- Task statement:
Tell how many lines in the data below hold the string "inert"; give nothing but the number.

Stored entries
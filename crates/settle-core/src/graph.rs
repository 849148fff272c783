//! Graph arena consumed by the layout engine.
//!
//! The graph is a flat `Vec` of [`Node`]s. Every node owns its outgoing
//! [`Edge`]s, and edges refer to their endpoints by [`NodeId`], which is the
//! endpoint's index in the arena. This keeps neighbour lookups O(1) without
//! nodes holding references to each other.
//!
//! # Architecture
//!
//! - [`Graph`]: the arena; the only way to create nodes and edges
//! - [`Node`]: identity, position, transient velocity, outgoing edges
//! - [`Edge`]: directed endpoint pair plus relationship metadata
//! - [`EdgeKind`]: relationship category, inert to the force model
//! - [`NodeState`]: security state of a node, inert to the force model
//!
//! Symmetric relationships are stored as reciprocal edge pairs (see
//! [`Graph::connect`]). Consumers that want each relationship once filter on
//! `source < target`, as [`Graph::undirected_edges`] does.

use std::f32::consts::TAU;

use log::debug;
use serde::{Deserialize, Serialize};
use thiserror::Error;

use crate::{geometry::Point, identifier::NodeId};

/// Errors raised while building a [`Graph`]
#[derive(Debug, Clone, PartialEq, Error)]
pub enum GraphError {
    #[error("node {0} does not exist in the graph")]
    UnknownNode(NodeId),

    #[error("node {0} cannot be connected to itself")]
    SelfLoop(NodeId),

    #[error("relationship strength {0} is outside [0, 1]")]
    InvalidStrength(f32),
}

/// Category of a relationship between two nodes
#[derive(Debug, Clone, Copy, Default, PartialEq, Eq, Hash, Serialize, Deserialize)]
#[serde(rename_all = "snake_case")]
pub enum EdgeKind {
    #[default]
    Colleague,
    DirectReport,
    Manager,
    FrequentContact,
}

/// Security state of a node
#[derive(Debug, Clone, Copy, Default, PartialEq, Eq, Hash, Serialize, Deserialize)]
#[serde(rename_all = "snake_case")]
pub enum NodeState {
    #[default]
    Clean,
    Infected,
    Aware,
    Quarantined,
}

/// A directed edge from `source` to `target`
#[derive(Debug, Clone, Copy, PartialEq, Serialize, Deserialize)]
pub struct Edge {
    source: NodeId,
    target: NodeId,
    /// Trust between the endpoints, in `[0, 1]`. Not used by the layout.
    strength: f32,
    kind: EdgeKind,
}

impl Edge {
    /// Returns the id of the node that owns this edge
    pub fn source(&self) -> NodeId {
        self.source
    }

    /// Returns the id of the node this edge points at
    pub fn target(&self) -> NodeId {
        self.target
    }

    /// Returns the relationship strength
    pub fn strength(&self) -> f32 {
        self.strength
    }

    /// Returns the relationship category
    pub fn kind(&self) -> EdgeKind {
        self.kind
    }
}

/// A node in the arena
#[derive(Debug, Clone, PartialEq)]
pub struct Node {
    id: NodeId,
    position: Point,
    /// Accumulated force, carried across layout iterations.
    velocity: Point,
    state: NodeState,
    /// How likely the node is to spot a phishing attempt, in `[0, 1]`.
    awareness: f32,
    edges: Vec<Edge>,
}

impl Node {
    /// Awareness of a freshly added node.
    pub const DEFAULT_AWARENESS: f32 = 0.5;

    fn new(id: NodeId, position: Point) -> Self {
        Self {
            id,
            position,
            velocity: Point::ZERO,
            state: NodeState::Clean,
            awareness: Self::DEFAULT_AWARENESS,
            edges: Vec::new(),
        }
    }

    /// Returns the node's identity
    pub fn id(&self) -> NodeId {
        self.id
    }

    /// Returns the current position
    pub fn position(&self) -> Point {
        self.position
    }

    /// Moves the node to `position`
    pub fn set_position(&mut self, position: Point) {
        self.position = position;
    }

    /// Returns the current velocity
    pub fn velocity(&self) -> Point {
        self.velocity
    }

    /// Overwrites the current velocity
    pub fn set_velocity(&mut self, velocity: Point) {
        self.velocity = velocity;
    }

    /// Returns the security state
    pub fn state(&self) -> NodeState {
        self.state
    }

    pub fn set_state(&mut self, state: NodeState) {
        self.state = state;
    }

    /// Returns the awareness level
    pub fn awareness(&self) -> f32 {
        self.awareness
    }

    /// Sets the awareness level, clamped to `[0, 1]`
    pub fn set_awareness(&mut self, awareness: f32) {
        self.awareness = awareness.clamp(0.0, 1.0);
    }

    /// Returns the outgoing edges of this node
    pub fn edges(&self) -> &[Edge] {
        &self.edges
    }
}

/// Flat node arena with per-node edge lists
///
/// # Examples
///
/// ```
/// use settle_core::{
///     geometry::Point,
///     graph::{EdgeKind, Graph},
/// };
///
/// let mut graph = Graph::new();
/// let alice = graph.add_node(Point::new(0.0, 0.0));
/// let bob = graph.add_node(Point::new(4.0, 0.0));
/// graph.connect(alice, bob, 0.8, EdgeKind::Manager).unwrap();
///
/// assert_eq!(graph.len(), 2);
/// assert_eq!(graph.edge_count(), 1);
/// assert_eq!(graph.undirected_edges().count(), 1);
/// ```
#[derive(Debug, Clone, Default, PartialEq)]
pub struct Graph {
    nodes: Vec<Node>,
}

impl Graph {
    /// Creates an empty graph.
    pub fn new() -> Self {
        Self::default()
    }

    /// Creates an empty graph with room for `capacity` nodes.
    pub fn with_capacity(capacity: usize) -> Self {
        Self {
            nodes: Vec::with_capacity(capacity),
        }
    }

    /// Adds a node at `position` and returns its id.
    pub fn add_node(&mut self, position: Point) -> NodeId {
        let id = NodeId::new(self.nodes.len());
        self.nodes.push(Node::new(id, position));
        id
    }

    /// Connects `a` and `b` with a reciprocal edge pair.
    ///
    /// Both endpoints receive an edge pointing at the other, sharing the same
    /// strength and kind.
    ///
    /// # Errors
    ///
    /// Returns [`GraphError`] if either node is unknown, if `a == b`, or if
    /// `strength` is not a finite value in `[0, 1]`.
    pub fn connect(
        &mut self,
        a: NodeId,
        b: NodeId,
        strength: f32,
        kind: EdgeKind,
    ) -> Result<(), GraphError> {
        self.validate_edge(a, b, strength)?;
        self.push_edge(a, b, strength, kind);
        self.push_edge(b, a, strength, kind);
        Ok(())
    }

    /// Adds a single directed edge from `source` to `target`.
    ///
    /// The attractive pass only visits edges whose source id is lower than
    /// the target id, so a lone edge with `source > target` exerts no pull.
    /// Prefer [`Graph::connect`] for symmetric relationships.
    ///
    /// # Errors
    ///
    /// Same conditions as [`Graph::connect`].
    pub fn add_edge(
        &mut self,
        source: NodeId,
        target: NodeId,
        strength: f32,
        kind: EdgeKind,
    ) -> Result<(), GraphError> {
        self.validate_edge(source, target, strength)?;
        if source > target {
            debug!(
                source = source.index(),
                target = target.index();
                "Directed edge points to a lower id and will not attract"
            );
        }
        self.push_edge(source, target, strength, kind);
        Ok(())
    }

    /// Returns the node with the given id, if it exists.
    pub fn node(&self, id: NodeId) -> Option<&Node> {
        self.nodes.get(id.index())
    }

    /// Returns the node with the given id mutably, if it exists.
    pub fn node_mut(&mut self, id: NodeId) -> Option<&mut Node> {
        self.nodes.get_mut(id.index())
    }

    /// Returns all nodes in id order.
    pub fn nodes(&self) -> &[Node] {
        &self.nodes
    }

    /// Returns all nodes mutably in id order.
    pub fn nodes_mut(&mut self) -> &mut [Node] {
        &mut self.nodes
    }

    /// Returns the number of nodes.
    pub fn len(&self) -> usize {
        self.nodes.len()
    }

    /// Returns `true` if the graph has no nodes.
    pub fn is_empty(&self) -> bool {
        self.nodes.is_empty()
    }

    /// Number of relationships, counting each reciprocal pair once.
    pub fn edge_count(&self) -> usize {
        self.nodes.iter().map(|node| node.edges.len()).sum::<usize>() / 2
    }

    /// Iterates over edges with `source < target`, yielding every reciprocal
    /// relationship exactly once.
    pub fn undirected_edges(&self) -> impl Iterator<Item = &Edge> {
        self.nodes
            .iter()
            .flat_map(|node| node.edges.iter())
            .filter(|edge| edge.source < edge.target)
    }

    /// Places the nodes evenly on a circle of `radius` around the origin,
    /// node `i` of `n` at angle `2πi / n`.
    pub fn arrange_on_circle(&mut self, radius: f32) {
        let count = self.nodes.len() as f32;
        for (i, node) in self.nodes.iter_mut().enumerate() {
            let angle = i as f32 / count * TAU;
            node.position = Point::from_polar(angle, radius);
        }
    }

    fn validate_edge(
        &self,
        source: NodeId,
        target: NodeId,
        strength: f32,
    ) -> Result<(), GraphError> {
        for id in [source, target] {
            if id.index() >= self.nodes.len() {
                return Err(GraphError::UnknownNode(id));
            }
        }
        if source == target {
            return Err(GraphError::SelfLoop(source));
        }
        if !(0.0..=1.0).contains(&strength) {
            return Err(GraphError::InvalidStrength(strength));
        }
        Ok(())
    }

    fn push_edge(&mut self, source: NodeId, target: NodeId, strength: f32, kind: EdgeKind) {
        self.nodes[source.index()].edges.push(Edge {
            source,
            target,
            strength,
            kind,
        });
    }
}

- Exercise solution:
2